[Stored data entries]
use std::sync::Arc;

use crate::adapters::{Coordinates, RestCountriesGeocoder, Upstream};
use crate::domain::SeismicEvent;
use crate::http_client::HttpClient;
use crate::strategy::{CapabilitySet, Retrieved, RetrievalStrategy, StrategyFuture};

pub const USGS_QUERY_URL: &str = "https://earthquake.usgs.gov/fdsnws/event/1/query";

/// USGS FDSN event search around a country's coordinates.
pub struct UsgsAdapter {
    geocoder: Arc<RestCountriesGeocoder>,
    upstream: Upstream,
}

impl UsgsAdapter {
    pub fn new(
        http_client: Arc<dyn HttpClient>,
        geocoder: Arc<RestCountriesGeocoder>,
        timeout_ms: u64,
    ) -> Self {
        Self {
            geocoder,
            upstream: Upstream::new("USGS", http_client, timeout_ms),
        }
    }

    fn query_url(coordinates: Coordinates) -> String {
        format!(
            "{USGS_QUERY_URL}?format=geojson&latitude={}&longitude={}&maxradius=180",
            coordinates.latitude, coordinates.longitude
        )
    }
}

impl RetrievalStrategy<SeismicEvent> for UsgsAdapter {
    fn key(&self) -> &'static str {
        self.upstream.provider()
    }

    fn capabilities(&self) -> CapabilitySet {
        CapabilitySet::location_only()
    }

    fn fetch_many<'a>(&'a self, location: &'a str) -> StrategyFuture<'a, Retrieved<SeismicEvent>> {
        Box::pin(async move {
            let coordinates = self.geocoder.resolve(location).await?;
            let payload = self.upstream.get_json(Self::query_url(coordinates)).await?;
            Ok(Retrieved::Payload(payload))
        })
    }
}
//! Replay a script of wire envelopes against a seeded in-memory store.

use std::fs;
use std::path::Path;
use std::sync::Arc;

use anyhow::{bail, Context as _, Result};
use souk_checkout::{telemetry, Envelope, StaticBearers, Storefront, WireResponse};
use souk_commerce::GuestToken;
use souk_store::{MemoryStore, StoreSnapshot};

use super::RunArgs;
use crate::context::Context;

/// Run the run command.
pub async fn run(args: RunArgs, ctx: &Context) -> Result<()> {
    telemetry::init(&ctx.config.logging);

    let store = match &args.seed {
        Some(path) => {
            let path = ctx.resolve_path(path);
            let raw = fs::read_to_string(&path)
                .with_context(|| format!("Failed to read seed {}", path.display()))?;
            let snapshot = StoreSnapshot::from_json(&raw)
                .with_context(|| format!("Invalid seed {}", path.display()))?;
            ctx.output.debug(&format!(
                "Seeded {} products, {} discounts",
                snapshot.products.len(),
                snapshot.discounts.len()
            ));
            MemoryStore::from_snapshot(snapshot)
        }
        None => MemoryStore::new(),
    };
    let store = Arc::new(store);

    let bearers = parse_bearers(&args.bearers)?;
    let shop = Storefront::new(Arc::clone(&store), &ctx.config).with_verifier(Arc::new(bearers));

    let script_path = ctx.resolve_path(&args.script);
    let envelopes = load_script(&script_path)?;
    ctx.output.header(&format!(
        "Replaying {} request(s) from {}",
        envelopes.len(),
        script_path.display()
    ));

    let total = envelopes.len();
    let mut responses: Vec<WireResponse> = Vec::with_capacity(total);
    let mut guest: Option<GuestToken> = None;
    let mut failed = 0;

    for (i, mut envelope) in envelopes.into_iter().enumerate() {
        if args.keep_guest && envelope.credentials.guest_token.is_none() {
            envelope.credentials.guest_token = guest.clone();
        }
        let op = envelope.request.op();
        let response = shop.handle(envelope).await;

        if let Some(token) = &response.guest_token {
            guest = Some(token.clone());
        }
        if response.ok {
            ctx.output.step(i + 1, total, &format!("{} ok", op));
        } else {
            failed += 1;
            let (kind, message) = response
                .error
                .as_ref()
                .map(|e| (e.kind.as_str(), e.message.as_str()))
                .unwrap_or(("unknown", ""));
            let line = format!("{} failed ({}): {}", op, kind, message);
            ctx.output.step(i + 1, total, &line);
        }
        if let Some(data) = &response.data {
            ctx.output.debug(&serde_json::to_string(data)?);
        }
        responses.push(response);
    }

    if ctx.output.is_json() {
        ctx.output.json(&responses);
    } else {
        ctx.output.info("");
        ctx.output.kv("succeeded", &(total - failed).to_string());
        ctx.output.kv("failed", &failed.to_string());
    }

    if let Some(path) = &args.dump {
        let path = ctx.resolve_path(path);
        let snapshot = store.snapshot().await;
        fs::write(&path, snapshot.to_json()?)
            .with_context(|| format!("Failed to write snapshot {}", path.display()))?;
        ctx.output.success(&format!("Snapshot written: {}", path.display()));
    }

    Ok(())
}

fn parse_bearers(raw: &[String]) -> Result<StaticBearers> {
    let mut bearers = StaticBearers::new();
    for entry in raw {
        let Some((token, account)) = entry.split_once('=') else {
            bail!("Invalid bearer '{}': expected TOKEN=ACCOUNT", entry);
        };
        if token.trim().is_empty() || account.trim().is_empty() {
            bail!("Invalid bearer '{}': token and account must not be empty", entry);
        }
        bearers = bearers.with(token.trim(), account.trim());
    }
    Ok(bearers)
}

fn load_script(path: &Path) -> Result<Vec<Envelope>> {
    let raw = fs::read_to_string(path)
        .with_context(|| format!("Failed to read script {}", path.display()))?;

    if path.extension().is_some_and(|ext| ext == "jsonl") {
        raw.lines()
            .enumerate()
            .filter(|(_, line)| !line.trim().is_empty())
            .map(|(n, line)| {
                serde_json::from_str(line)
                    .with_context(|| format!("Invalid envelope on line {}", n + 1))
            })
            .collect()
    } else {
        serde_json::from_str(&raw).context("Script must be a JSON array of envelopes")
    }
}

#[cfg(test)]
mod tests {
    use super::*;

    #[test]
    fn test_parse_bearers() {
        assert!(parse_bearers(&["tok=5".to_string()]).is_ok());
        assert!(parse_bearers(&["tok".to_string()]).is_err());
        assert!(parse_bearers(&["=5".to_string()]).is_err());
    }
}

▶ **PROBLEM TO WORK ON**
Return each line from the entries above that includes "latitude".

▶ **ANSWER TO THE PROBLEM**
            "{USGS_QUERY_URL}?format=geojson&latitude={}&longitude={}&maxradius=180",
            coordinates.latitude, coordinates.longitude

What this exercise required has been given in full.